## Instructions to follow
Once you have located the line containing "for both axes." in the material below, return it exactly along with each line after it through the line containing "the drift the".

---

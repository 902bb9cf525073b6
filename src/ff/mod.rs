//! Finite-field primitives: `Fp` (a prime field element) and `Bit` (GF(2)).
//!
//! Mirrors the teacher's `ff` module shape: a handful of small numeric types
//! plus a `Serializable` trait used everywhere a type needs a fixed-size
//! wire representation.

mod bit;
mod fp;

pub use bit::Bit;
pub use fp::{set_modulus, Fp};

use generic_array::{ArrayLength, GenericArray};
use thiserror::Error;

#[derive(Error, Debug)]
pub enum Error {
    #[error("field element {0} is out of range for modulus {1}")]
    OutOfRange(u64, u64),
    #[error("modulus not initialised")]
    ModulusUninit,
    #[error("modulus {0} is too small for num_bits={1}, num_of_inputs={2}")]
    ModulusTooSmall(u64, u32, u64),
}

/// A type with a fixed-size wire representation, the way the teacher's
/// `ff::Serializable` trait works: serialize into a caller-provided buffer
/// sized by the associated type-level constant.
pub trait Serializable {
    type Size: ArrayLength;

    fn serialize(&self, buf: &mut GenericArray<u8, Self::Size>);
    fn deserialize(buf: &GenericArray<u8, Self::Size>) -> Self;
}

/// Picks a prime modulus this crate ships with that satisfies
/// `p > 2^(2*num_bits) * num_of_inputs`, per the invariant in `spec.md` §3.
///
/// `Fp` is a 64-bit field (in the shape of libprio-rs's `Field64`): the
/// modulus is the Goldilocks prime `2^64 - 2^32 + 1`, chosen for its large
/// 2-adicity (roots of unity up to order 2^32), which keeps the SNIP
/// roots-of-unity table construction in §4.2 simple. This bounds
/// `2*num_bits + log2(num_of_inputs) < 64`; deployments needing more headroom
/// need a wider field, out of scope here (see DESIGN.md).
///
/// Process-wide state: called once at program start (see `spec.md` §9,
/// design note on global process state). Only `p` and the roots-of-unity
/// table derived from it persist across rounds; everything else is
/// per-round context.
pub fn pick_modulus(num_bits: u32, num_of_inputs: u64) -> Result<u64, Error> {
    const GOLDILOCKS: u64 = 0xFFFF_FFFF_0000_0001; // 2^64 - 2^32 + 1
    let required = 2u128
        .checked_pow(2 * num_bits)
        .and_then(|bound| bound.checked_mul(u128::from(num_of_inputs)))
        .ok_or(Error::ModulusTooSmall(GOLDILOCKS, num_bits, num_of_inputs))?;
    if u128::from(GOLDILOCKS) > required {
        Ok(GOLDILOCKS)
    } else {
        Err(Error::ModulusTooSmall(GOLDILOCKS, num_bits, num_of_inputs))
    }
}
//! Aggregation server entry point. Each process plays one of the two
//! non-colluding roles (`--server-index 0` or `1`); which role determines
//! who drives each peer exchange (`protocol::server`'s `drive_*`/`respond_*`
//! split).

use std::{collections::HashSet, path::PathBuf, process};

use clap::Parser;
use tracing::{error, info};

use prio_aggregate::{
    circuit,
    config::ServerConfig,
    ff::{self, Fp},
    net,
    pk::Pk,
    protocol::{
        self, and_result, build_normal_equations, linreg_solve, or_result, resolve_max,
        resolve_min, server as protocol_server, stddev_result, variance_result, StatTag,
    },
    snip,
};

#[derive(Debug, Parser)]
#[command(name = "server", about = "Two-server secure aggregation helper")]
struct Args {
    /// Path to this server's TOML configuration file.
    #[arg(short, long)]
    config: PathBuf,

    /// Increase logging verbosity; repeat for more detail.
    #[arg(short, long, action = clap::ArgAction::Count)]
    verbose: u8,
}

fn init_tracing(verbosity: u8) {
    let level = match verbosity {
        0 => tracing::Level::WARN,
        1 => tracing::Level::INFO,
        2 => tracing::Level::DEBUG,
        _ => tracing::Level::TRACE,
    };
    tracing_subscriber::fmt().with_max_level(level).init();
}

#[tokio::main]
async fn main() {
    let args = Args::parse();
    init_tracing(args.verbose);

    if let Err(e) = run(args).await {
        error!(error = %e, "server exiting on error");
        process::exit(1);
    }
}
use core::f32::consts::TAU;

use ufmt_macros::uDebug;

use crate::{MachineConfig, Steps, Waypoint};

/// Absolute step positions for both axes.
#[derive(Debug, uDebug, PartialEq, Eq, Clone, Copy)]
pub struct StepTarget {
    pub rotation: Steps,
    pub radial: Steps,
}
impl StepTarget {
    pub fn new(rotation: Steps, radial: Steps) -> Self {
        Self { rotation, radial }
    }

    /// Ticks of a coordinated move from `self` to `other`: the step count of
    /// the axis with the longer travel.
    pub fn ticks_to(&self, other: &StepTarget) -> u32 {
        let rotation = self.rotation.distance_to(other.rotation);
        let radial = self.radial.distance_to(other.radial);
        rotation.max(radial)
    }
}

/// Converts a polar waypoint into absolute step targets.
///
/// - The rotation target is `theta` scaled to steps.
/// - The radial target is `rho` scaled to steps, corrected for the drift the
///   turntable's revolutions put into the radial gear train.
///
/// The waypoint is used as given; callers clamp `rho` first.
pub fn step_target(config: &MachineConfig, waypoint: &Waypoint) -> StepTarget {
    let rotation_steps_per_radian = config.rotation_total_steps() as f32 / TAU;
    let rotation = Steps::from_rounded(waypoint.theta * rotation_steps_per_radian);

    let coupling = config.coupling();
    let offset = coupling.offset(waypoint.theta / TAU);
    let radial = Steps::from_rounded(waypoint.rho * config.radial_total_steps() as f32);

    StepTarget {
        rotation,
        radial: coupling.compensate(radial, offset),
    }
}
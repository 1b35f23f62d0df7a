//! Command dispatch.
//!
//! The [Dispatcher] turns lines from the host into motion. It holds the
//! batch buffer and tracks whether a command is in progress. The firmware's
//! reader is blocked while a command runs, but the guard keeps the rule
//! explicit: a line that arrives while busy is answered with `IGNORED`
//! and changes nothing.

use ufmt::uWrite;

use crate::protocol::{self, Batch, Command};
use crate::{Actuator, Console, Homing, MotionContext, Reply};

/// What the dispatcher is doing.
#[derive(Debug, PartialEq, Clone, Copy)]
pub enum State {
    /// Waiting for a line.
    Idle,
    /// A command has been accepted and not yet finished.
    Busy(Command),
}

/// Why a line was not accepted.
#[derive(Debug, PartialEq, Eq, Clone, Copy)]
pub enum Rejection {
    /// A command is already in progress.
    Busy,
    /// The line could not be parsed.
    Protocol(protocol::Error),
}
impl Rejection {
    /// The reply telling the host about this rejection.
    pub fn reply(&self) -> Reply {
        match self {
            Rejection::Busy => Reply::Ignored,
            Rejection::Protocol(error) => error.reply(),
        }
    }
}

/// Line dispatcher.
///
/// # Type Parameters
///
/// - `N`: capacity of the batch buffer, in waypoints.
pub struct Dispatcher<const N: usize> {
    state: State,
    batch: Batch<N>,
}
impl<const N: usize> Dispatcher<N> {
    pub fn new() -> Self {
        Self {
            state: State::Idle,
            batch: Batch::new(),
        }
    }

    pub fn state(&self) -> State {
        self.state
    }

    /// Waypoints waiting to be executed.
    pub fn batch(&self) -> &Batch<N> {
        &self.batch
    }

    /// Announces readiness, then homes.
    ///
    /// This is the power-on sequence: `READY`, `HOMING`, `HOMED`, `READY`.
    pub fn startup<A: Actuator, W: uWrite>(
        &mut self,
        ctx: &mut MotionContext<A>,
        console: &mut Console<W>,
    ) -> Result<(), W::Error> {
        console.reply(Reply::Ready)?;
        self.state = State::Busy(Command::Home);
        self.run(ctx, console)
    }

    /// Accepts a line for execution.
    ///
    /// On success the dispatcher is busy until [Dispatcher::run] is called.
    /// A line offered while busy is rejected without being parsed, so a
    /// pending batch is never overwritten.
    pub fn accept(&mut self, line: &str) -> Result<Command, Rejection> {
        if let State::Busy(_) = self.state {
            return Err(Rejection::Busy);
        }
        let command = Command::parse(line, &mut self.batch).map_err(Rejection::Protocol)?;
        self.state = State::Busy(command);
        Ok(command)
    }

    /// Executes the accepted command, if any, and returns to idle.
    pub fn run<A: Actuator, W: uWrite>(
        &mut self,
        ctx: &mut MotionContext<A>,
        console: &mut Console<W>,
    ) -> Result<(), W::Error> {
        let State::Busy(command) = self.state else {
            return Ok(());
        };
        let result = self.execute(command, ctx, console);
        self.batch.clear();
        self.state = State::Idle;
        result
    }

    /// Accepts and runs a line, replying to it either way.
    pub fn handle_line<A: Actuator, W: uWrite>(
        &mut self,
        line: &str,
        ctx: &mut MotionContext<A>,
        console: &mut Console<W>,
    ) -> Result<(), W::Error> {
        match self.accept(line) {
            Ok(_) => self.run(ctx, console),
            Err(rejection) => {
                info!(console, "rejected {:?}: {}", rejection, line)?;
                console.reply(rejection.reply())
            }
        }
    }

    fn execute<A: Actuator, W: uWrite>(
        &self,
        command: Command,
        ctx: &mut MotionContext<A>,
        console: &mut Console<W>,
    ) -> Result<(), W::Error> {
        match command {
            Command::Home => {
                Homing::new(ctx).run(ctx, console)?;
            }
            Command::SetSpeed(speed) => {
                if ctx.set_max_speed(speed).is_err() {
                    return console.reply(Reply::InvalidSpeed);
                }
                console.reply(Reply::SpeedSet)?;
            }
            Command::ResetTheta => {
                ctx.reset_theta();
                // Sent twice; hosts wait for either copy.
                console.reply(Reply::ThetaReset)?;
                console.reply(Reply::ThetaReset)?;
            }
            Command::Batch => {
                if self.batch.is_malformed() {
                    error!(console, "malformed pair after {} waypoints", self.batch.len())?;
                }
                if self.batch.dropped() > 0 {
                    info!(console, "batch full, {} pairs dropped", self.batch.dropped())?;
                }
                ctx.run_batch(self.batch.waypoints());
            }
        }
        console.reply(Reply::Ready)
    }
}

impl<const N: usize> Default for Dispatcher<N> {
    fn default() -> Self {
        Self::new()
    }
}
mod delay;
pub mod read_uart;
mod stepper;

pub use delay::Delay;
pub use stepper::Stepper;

---

## Exercise output
/// Absolute step positions for both axes.
#[derive(Debug, uDebug, PartialEq, Eq, Clone, Copy)]
pub struct StepTarget {
    pub rotation: Steps,
    pub radial: Steps,
}
impl StepTarget {
    pub fn new(rotation: Steps, radial: Steps) -> Self {
        Self { rotation, radial }
    }

    /// Ticks of a coordinated move from `self` to `other`: the step count of
    /// the axis with the longer travel.
    pub fn ticks_to(&self, other: &StepTarget) -> u32 {
        let rotation = self.rotation.distance_to(other.rotation);
        let radial = self.radial.distance_to(other.radial);
        rotation.max(radial)
    }
}

/// Converts a polar waypoint into absolute step targets.
///
/// - The rotation target is `theta` scaled to steps.
/// - The radial target is `rho` scaled to steps, corrected for the drift the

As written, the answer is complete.